__YOUR INSTRUCTIONS__.
Output only the lines below that start at the line containing "the known end." and end at the line containing "pub const MIN: usize = 100;", with both ends kept.

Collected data
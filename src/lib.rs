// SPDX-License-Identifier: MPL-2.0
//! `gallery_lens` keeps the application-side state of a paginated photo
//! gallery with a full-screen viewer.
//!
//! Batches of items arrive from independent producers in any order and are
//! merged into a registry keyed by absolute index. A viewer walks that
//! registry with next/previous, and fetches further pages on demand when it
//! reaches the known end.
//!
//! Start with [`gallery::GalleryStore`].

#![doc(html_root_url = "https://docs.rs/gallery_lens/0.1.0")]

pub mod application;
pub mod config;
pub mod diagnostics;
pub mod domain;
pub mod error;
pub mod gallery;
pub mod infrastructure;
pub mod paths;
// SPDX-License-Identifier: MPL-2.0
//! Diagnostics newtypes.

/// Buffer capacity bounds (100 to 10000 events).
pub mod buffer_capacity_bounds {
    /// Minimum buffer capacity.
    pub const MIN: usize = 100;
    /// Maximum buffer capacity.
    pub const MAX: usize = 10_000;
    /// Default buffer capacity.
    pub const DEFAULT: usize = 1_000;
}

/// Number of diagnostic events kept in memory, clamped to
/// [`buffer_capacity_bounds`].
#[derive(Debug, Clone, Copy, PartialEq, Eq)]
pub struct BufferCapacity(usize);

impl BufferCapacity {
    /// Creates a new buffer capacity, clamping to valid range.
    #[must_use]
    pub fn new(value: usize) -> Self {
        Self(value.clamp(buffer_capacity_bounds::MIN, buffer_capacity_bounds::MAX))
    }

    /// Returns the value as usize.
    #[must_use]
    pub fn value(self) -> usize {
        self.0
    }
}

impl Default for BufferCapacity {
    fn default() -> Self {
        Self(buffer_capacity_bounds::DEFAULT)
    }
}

__OUTPUT OF THE TASK__.
//! reaches the known end.
//!
//! Start with [`gallery::GalleryStore`].

#![doc(html_root_url = "https://docs.rs/gallery_lens/0.1.0")]

pub mod application;
pub mod config;
pub mod diagnostics;
pub mod domain;
pub mod error;
pub mod gallery;
pub mod infrastructure;
pub mod paths;
// SPDX-License-Identifier: MPL-2.0
//! Diagnostics newtypes.

/// Buffer capacity bounds (100 to 10000 events).
pub mod buffer_capacity_bounds {
    /// Minimum buffer capacity.
    pub const MIN: usize = 100;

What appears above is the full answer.